*Exercise prompt*.
Look through the material below and count the lines with the string "Result". Report only the count.

*Data supplied*.
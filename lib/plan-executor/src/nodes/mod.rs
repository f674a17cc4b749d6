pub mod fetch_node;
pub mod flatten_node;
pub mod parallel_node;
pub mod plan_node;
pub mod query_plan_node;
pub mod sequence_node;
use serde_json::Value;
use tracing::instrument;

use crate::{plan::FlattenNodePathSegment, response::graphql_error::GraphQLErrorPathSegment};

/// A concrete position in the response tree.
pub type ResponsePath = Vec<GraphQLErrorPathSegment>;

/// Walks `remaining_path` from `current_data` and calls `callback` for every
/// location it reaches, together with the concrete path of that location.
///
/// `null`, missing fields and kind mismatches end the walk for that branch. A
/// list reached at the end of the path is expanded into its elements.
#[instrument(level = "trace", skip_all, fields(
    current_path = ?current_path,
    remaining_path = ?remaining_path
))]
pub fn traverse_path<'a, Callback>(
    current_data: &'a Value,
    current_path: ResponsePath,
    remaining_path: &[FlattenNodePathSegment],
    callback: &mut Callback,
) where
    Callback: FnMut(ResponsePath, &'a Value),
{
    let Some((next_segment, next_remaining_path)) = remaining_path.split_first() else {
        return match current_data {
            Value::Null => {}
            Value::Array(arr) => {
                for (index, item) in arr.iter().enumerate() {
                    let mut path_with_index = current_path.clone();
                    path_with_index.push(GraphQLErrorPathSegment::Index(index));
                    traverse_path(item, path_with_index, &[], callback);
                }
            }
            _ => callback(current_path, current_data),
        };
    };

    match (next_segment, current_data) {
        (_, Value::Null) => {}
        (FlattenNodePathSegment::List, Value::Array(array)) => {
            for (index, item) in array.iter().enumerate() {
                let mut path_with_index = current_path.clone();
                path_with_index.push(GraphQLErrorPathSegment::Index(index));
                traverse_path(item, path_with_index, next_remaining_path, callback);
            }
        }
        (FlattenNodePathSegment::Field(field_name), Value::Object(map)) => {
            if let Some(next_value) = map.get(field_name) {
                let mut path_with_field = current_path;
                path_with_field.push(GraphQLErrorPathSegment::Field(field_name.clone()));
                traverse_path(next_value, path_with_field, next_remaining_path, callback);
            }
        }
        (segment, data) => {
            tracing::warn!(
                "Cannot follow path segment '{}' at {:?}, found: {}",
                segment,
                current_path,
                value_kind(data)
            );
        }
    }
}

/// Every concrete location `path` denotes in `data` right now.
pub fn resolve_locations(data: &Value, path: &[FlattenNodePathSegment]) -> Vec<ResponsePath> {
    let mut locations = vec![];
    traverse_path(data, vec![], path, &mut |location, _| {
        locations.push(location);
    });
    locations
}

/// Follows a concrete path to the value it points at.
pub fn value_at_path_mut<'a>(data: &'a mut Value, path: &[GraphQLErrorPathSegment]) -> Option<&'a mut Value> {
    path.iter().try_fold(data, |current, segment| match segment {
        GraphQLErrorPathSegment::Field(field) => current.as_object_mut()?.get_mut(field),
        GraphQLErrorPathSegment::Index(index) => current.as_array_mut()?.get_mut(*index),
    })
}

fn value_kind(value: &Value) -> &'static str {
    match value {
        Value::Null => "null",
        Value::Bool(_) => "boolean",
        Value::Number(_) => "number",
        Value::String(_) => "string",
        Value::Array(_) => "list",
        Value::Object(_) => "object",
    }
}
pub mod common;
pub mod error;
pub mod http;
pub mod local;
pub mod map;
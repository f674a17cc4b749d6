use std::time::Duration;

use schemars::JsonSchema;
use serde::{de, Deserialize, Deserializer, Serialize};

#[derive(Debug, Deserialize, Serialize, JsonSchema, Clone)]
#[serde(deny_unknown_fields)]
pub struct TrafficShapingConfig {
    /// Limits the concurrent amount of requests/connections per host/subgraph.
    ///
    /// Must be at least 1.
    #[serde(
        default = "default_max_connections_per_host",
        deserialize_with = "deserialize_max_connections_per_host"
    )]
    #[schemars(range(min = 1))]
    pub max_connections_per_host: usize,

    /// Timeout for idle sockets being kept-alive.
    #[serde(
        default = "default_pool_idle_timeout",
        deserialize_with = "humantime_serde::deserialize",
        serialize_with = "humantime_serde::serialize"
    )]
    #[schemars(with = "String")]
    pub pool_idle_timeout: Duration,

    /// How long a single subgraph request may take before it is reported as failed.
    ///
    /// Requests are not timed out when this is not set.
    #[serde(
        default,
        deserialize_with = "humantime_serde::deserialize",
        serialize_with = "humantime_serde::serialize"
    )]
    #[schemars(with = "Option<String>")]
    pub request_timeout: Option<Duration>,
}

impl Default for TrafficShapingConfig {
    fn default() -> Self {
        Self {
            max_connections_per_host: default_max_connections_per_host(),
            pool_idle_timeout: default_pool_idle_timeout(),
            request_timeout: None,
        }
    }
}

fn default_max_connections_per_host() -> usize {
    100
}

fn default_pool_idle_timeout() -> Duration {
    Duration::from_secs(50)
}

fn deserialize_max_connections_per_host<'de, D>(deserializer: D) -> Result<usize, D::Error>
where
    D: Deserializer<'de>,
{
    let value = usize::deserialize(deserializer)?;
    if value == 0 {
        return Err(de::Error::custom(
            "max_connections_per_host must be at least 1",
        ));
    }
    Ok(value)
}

...

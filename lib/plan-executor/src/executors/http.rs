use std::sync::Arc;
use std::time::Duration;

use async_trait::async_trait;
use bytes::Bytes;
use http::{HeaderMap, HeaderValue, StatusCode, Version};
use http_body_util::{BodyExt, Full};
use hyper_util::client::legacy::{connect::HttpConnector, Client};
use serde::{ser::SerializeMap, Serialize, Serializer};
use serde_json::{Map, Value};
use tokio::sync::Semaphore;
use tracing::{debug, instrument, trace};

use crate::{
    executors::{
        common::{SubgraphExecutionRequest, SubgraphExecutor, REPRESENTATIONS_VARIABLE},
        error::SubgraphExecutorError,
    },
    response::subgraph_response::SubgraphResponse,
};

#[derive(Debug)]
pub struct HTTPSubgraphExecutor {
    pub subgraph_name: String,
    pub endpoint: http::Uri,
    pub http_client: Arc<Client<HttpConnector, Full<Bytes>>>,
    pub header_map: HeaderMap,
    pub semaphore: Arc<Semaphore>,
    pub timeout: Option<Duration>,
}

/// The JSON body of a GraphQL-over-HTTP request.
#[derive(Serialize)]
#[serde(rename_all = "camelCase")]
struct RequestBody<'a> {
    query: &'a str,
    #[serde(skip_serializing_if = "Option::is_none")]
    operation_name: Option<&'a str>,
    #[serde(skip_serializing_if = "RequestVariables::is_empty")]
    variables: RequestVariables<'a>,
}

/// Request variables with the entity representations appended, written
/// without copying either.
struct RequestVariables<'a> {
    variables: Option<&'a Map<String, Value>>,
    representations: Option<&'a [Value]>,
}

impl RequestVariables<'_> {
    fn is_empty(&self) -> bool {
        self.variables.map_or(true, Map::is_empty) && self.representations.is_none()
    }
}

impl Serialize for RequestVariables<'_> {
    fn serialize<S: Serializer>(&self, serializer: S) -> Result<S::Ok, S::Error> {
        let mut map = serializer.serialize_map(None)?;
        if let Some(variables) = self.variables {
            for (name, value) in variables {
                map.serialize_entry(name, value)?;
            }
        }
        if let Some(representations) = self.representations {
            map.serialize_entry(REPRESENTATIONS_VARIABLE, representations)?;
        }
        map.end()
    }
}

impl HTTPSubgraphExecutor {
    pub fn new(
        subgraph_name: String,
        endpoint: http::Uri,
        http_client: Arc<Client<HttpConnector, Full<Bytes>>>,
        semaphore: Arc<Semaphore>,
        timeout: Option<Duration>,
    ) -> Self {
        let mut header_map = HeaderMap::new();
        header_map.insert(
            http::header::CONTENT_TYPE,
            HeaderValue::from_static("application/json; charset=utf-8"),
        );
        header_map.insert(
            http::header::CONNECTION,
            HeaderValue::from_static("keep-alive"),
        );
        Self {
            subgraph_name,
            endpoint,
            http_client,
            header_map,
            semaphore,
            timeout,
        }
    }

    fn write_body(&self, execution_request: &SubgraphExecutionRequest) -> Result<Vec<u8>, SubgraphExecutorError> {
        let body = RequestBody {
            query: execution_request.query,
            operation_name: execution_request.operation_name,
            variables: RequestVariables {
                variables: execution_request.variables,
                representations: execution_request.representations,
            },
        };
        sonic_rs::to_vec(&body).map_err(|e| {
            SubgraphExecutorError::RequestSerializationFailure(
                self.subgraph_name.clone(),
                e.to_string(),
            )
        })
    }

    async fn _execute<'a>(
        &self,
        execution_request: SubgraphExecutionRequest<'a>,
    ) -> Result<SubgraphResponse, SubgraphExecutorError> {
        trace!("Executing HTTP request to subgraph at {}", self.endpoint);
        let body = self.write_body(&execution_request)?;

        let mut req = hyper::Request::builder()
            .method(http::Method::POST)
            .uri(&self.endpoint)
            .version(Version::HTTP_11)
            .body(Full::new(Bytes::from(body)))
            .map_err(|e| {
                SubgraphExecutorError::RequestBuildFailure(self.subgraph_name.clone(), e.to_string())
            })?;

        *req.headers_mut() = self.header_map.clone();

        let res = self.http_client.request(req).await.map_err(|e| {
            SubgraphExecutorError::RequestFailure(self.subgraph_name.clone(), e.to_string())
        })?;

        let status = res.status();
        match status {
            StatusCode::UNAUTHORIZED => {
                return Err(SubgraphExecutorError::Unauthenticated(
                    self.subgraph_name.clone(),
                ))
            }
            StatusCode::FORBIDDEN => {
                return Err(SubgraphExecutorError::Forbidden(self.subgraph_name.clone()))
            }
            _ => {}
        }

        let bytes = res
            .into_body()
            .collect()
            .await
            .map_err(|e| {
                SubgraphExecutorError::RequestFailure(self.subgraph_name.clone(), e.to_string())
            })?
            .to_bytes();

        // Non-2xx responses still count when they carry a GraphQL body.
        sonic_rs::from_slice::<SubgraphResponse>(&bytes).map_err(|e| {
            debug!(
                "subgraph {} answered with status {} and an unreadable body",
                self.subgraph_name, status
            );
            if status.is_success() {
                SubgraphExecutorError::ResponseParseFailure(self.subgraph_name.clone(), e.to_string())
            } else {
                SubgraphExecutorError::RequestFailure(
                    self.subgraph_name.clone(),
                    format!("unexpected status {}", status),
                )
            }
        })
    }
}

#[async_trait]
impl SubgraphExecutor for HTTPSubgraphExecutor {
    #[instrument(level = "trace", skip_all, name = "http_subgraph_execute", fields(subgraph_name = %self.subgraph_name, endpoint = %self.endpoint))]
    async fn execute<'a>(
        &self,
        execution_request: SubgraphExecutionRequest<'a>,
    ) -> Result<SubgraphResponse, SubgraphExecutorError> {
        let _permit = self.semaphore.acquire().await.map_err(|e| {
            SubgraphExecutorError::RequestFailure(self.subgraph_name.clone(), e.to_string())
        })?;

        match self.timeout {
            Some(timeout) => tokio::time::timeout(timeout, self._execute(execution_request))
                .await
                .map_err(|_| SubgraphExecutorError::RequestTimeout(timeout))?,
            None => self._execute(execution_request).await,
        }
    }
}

*Answer box*.
5